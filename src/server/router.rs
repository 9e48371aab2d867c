//! HTTP routes over [`ApiView`]
//!
//! Every resource is reachable under
//! `/{version}/{namespace}/{resource}/<operation>`:
//!
//! - `GET  .../get/{pk}` - one row by primary key
//! - `GET  .../filter?top=&bottom=&<filters>` - one page of rows
//! - `POST .../create` - JSON body as form data
//! - `POST .../update?<filters>` - JSON body as form data
//! - `POST .../delete?<filters>` - soft delete
//! - `GET  .../form-info?<filters>` - form metadata

use crate::core::auth::{AuthProvider, RequestContext};
use crate::core::error::SileoError;
use crate::core::method::MethodCall;
use crate::core::response::Envelope;
use crate::server::view::{ApiCall, ApiView, ListQuery, filter_args_from_query};
use axum::extract::{Path, Query, State};
use axum::http::HeaderMap;
use axum::routing::{get, post};
use axum::{Json, Router};
use serde_json::{Map, Value, json};
use std::sync::Arc;

/// State shared by the API handlers
#[derive(Clone)]
pub struct ApiState {
    pub view: Arc<ApiView>,
    pub auth: Arc<dyn AuthProvider>,
}

type QueryPairs = Vec<(String, String)>;

/// Build the resource routes
pub fn build_api_routes(state: ApiState) -> Router {
    Router::new()
        .route("/{version}/{namespace}/{resource}/get/{pk}", get(get_pk))
        .route("/{version}/{namespace}/{resource}/filter", get(filter))
        .route("/{version}/{namespace}/{resource}/create", post(create))
        .route("/{version}/{namespace}/{resource}/update", post(update))
        .route("/{version}/{namespace}/{resource}/delete", post(delete))
        .route("/{version}/{namespace}/{resource}/form-info", get(form_info))
        .with_state(state)
}

/// Build health check routes
pub fn health_routes() -> Router {
    Router::new()
        .route("/health", get(health_check))
        .route("/healthz", get(health_check))
}

async fn health_check() -> Json<Value> {
    Json(json!({
        "status": "ok",
        "service": "sileo"
    }))
}

async fn run(
    state: &ApiState,
    headers: &HeaderMap,
    (version, namespace, resource): (String, String, String),
    call: MethodCall,
    data: Map<String, Value>,
) -> Result<Envelope, SileoError> {
    let auth = state.auth.extract_context(headers).await;
    let context = RequestContext::new(auth).with_data(data);
    let api_call = ApiCall::new(namespace, resource, call).with_version(version);
    state.view.handle(api_call, context).await
}

async fn get_pk(
    State(state): State<ApiState>,
    headers: HeaderMap,
    Path((version, namespace, resource, pk)): Path<(String, String, String, i64)>,
) -> Result<Envelope, SileoError> {
    let call = MethodCall::GetPk { pk };
    run(&state, &headers, (version, namespace, resource), call, Map::new()).await
}

async fn filter(
    State(state): State<ApiState>,
    headers: HeaderMap,
    Path(address): Path<(String, String, String)>,
    Query(pairs): Query<QueryPairs>,
) -> Result<Envelope, SileoError> {
    let call = ListQuery::from_query(pairs).into_call();
    run(&state, &headers, address, call, Map::new()).await
}

async fn create(
    State(state): State<ApiState>,
    headers: HeaderMap,
    Path(address): Path<(String, String, String)>,
    Json(data): Json<Map<String, Value>>,
) -> Result<Envelope, SileoError> {
    run(&state, &headers, address, MethodCall::Create, data).await
}

async fn update(
    State(state): State<ApiState>,
    headers: HeaderMap,
    Path(address): Path<(String, String, String)>,
    Query(pairs): Query<QueryPairs>,
    Json(data): Json<Map<String, Value>>,
) -> Result<Envelope, SileoError> {
    let call = MethodCall::Update {
        filter_args: filter_args_from_query(pairs),
    };
    run(&state, &headers, address, call, data).await
}

async fn delete(
    State(state): State<ApiState>,
    headers: HeaderMap,
    Path(address): Path<(String, String, String)>,
    Query(pairs): Query<QueryPairs>,
) -> Result<Envelope, SileoError> {
    let call = MethodCall::Delete {
        filter_args: filter_args_from_query(pairs),
    };
    run(&state, &headers, address, call, Map::new()).await
}

async fn form_info(
    State(state): State<ApiState>,
    headers: HeaderMap,
    Path(address): Path<(String, String, String)>,
    Query(pairs): Query<QueryPairs>,
) -> Result<Envelope, SileoError> {
    let call = MethodCall::FormDict {
        filter_args: filter_args_from_query(pairs),
    };
    run(&state, &headers, address, call, Map::new()).await
}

◆ ◆ ◆

→ What the exercise asks: Up to and including the line with "by primary key", write out the records above exactly, starting from their first line.

→ Answer area:
filename src/server/router.rs
repository 9e48371aab2d867c
//! HTTP routes over [`ApiView`]
//!
//! Every resource is reachable under
//! `/{version}/{namespace}/{resource}/<operation>`:
//!
//! - `GET  .../get/{pk}` - one row by primary key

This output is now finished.